One way of saving a little money is to buy your textbooks used. This option is easiest because there are often a wide variety of used textbooks available at your local college bookstores on and near campus and buying used doesn’t usually require any Internet deal shuffling. The only problem with buying used is that with some subjects, there may not be enough used textbooks to go around, or your professor could choose a textbook that is only available in its newest edition.
Another option is to repeatedly check out your textbook from the library. There are usually one or two copies of all the textbooks commonly used by professors at your university’s library and the good news is this option won’t cost you anything. The risk you take, however, is that another student (or a handful of students) gets the same idea and you get left in the lurch when you desperately need to study and the book is already checked out.
Some students split the cost of a textbook with someone from class and share the textbook evenly, either taking turns using it on different nights or studying together when the rubber hits the road. This is an excellent option if you happen to find a like-minded, responsible student, but may not work so well if you are sharing the book with someone who tends to hog the book or disappear with it for a weekend when you really need to study.
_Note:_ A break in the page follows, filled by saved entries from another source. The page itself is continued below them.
//! SVG path geometry for graph links.
//!
//! Every link is rendered from a path description string computed here from
//! the current endpoint coordinates. The functions are pure: the same
//! geometry request always produces the same string, and unknown curve tags
//! fall back to a straight polyline rather than erroring.

use serde::Deserialize;

use super::types::GraphLink;

/// Deviations smaller than this are treated as zero (no synthetic break point).
const DEVIATION_EPSILON: f64 = 1e-5;

/// Self-loop arc radii, horizontal and vertical.
const SELF_LOOP_RX: f64 = 40.0;
const SELF_LOOP_RY: f64 = 30.0;

/// A point in layout space.
#[derive(Clone, Copy, Debug, Default, PartialEq, Deserialize)]
pub struct Point {
	/// Horizontal coordinate.
	pub x: f64,
	/// Vertical coordinate.
	pub y: f64,
}

impl Point {
	/// Creates a point.
	pub const fn new(x: f64, y: f64) -> Self {
		Self { x, y }
	}

	/// Euclidean distance to another point.
	pub fn distance_to(self, other: Point) -> f64 {
		let (dx, dy) = (other.x - self.x, other.y - self.y);
		(dx * dx + dy * dy).sqrt()
	}

	fn midpoint(self, other: Point) -> Point {
		Point::new((self.x + other.x) / 2.0, (self.y + other.y) / 2.0)
	}
}

/// How a link's path is shaped between its points.
///
/// Tags are shared with the data layer; [`CurveType::from_tag`] accepts any
/// string and maps unknown values to [`CurveType::Straight`].
#[derive(Clone, Copy, Debug, Default, PartialEq, Eq, Deserialize)]
#[serde(from = "String")]
pub enum CurveType {
	/// Polyline through all points.
	#[default]
	Straight,
	/// Circular arcs whose radius is the distance between consecutive points.
	SmoothCurve,
	/// Arcs with a fixed unit radius, yielding near semi-circular bulges.
	FullCurve,
	/// Catmull-Rom interpolation through all points.
	CatmullRom,
}

impl CurveType {
	/// Parses a curve tag, defaulting to `Straight` for anything unknown.
	pub fn from_tag(tag: &str) -> Self {
		match tag {
			"smoothCurve" => CurveType::SmoothCurve,
			"fullCurve" => CurveType::FullCurve,
			"catmullRom" => CurveType::CatmullRom,
			_ => CurveType::Straight,
		}
	}
}

impl From<String> for CurveType {
	fn from(tag: String) -> Self {
		CurveType::from_tag(&tag)
	}
}

/// Quadrant a self-loop fans out into.
#[derive(Clone, Copy, Debug, Default, PartialEq, Eq, Deserialize)]
#[serde(from = "String")]
pub enum SelfLinkDirection {
	/// Loop above and to the left of the node.
	TopLeft,
	/// Loop above and to the right of the node (default).
	#[default]
	TopRight,
	/// Loop below and to the left.
	BottomLeft,
	/// Loop below and to the right.
	BottomRight,
}

impl SelfLinkDirection {
	/// Parses a direction tag, defaulting to `TopRight` for anything unknown.
	pub fn from_tag(tag: &str) -> Self {
		match tag {
			"topLeft" => SelfLinkDirection::TopLeft,
			"bottomLeft" => SelfLinkDirection::BottomLeft,
			"bottomRight" => SelfLinkDirection::BottomRight,
			_ => SelfLinkDirection::TopRight,
		}
	}
}

impl From<String> for SelfLinkDirection {
	fn from(tag: String) -> Self {
		SelfLinkDirection::from_tag(&tag)
	}
}

/// Bundle context for a link that shares its endpoint pair with others.
#[derive(Clone, Copy, Debug)]
pub struct ParallelEdges {
	/// Position of this link within the bundle, `0..count`.
	pub index: usize,
	/// Total links sharing the endpoint pair.
	pub count: usize,
	/// Maximum deviation as a fraction of the chord length.
	pub spread: f64,
}

/// Everything needed to compute one link's path string.
///
/// Built fresh each render pass from current node positions; never stored.
#[derive(Clone, Copy, Debug)]
pub struct LinkGeometry<'a> {
	/// Source node id.
	pub source_id: &'a str,
	/// Target node id.
	pub target_id: &'a str,
	/// Source node position.
	pub source: Point,
	/// Target node position.
	pub target: Point,
	/// Curve strategy.
	pub curve: CurveType,
	/// User-supplied intermediate points, if any.
	pub break_points: &'a [Point],
	/// Parallel-edge bundle context, if the link shares its endpoints.
	pub parallel: Option<ParallelEdges>,
	/// Quadrant for self-loops.
	pub self_direction: SelfLinkDirection,
}

/// Computes the SVG path `d` string for a link.
///
/// A genuine self-loop (same id *and* same coordinates) short-circuits to a
/// fixed elliptical arc. Otherwise the point sequence is source, break
/// points (or one synthesized parallel-deviation point), target, handed to
/// the configured curve strategy.
pub fn link_path(geom: &LinkGeometry<'_>) -> String {
	if geom.source_id == geom.target_id && geom.source == geom.target {
		return self_loop_path(geom.source, geom.self_direction);
	}

	let mut points = Vec::with_capacity(geom.break_points.len() + 2);
	points.push(geom.source);
	if geom.break_points.is_empty() {
		if let Some(par) = geom.parallel {
			if let Some(bp) = parallel_break_point(geom.source, geom.target, par) {
				points.push(bp);
			}
		}
	} else {
		points.extend_from_slice(geom.break_points);
	}
	points.push(geom.target);

	match geom.curve {
		CurveType::Straight => straight_path(&points),
		CurveType::SmoothCurve => arc_path(&points, false),
		CurveType::FullCurve => arc_path(&points, true),
		CurveType::CatmullRom => catmull_rom_path(&points),
	}
}

/// Fixed 40x30 elliptical arc looping out of a single point.
///
/// The endpoint is offset one unit into the requested quadrant; the sweep
/// flag flips across the vertical axis so the loop always bulges outward.
fn self_loop_path(p: Point, direction: SelfLinkDirection) -> String {
	let (dx, dy, sweep) = match direction {
		SelfLinkDirection::TopRight => (1.0, -1.0, 1),
		SelfLinkDirection::TopLeft => (-1.0, -1.0, 0),
		SelfLinkDirection::BottomRight => (1.0, 1.0, 0),
		SelfLinkDirection::BottomLeft => (-1.0, 1.0, 1),
	};
	format!(
		"M{},{}A{},{} 0 1,{} {},{}",
		p.x,
		p.y,
		SELF_LOOP_RX,
		SELF_LOOP_RY,
		sweep,
		p.x + dx,
		p.y + dy
	)
}

/// Synthesizes the deviation break point for one link of a parallel bundle.
///
/// Deviation indices are centered so that odd bundles keep their middle link
/// straight and even bundles straddle the chord symmetrically with no link
/// on it. Returns `None` when the deviation is effectively zero.
fn parallel_break_point(source: Point, target: Point, par: ParallelEdges) -> Option<Point> {
	let index = if par.count % 2 == 0 {
		par.index as f64 - (par.count / 2) as f64 + 0.5
	} else {
		par.index as f64 - ((par.count - 1) / 2) as f64
	};

	let (dx, dy) = (target.x - source.x, target.y - source.y);
	let length = (dx * dx + dy * dy).sqrt();
	if length < DEVIATION_EPSILON {
		return None;
	}

	let deviation = index * length * par.spread;
	if deviation.abs() < DEVIATION_EPSILON {
		return None;
	}

	let mid = source.midpoint(target);
	// Unit normal to the chord; deviation sign picks the side.
	let (nx, ny) = (-dy / length, dx / length);
	Some(Point::new(mid.x + nx * deviation, mid.y + ny * deviation))
}

fn straight_path(points: &[Point]) -> String {
	let mut d = format!("M{},{}", points[0].x, points[0].y);
	for p in &points[1..] {
		d.push_str(&format!("L{},{}", p.x, p.y));
	}
	d
}

/// Arc traversal shared by the smooth and full curve strategies.
///
/// `unit_radius` selects the fixed-radius degenerate form; otherwise each
/// arc's radius is the chord length to the previous point. Sweep is fixed
/// clockwise with no large-arc flag.
fn arc_path(points: &[Point], unit_radius: bool) -> String {
	let mut d = format!("M{},{}", points[0].x, points[0].y);
	for pair in points.windows(2) {
		let radius = if unit_radius {
			1.0
		} else {
			pair[0].distance_to(pair[1])
		};
		d.push_str(&format!(
			"A{},{} 0 0,1 {},{}",
			radius, radius, pair[1].x, pair[1].y
		));
	}
	d
}

fn catmull_rom_path(points: &[Point]) -> String {
	match points.len() {
		0..=2 => straight_path(points),
		3 => three_point_path(points[0], points[1], points[2])
			.unwrap_or_else(|| straight_path(points)),
		_ => spline_path(points),
	}
}

/// Two quadratic segments through the middle point with a continuous tangent.
///
/// Both control points lie on the line through `mid` parallel to the
/// endpoint-to-endpoint direction, each placed at its intersection with the
/// perpendicular bisector of the corresponding half-chord. Degenerate input
/// (coincident points) yields `None`.
fn three_point_path(start: Point, mid: Point, end: Point) -> Option<String> {
	let tangent = Point::new(end.x - start.x, end.y - start.y);
	let c1 = line_intersection(mid, tangent, start.midpoint(mid), normal_of(start, mid))?;
	let c2 = line_intersection(mid, tangent, mid.midpoint(end), normal_of(mid, end))?;
	Some(format!(
		"M{},{}Q{},{} {},{}Q{},{} {},{}",
		start.x, start.y, c1.x, c1.y, mid.x, mid.y, c2.x, c2.y, end.x, end.y
	))
}

/// Perpendicular of the chord from `a` to `b` (not normalized).
fn normal_of(a: Point, b: Point) -> Point {
	Point::new(-(b.y - a.y), b.x - a.x)
}

/// Intersection of the lines `p + t*d` and `q + s*e`, if not parallel.
fn line_intersection(p: Point, d: Point, q: Point, e: Point) -> Option<Point> {
	let denom = d.x * e.y - d.y * e.x;
	if denom.abs() < DEVIATION_EPSILON {
		return None;
	}
	let t = ((q.x - p.x) * e.y - (q.y - p.y) * e.x) / denom;
	Some(Point::new(p.x + t * d.x, p.y + t * d.y))
}

/// Centripetal Catmull-Rom through four or more points as cubic segments.
///
/// Chord-length parameterization with alpha 0.5; the first and last segments
/// use duplicated phantom endpoints. Coincident neighbors collapse the knot
/// correction terms instead of dividing by zero.
fn spline_path(points: &[Point]) -> String {
	const ALPHA: f64 = 0.5;

	let mut d = format!("M{},{}", points[0].x, points[0].y);
	let last = points.len() - 1;
	for i in 0..last {
		let p0 = points[i.saturating_sub(1)];
		let p1 = points[i];
		let p2 = points[i + 1];
		let p3 = points[(i + 2).min(last)];

		let t01 = p0.distance_to(p1).powf(ALPHA);
		let t12 = p1.distance_to(p2).powf(ALPHA);
		let t23 = p2.distance_to(p3).powf(ALPHA);

		let m1 = if t01 > DEVIATION_EPSILON && t12 > DEVIATION_EPSILON {
			Point::new(
				(p2.x - p1.x) + t12 * ((p1.x - p0.x) / t01 - (p2.x - p0.x) / (t01 + t12)),
				(p2.y - p1.y) + t12 * ((p1.y - p0.y) / t01 - (p2.y - p0.y) / (t01 + t12)),
			)
		} else {
			Point::new(p2.x - p1.x, p2.y - p1.y)
		};
		let m2 = if t23 > DEVIATION_EPSILON && t12 > DEVIATION_EPSILON {
			Point::new(
				(p2.x - p1.x) + t12 * ((p3.x - p2.x) / t23 - (p3.x - p1.x) / (t12 + t23)),
				(p2.y - p1.y) + t12 * ((p3.y - p2.y) / t23 - (p3.y - p1.y) / (t12 + t23)),
			)
		} else {
			Point::new(p2.x - p1.x, p2.y - p1.y)
		};

		let c1 = Point::new(p1.x + m1.x / 3.0, p1.y + m1.y / 3.0);
		let c2 = Point::new(p2.x - m2.x / 3.0, p2.y - m2.y / 3.0);
		d.push_str(&format!(
			"C{},{} {},{} {},{}",
			c1.x, c1.y, c2.x, c2.y, p2.x, p2.y
		));
	}
	d
}

/// Bundle position of a link among those sharing its endpoint pair.
#[derive(Clone, Copy, Debug, PartialEq, Eq)]
pub struct ParallelGroup {
	/// Position within the bundle, in input order.
	pub index: usize,
	/// Bundle size.
	pub count: usize,
}

/// Assigns each link its parallel-bundle index and count.
///
/// Links are grouped by unordered endpoint pair, so `a->b` and `b->a` fan
/// out together. Self-loops are never grouped; they keep a count of one.
pub fn parallel_groups(links: &[GraphLink]) -> Vec<ParallelGroup> {
	use std::collections::HashMap;

	let mut counts: HashMap<(&str, &str), usize> = HashMap::new();
	for link in links {
		if link.source != link.target {
			*counts.entry(pair_key(link)).or_insert(0) += 1;
		}
	}

	let mut next: HashMap<(&str, &str), usize> = HashMap::new();
	links
		.iter()
		.map(|link| {
			if link.source == link.target {
				return ParallelGroup { index: 0, count: 1 };
			}
			let key = pair_key(link);
			let index = next.entry(key).or_insert(0);
			let group = ParallelGroup {
				index: *index,
				count: counts[&key],
			};
			*index += 1;
			group
		})
		.collect()
}

fn pair_key(link: &GraphLink) -> (&str, &str) {
	if link.source.as_str() <= link.target.as_str() {
		(link.source.as_str(), link.target.as_str())
	} else {
		(link.target.as_str(), link.source.as_str())
	}
}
Something else students are doing to save money on textbooks is renting them instead of buying them new or used. A variety of well-known websites offer these services, and to stay competitive, even physical bookstores are beginning to offer textbook rentals. By renting, students can sometimes cut back their textbook costs by more than half and many rental sites have no problem with students doing a little gentle highlighting and dog-earing on textbook pages. The disadvantage is that they do not have the option of selling the books back to recoup some of the costs, and they take the risk of paying full price if they damage the book’s spine or subject it to water damage.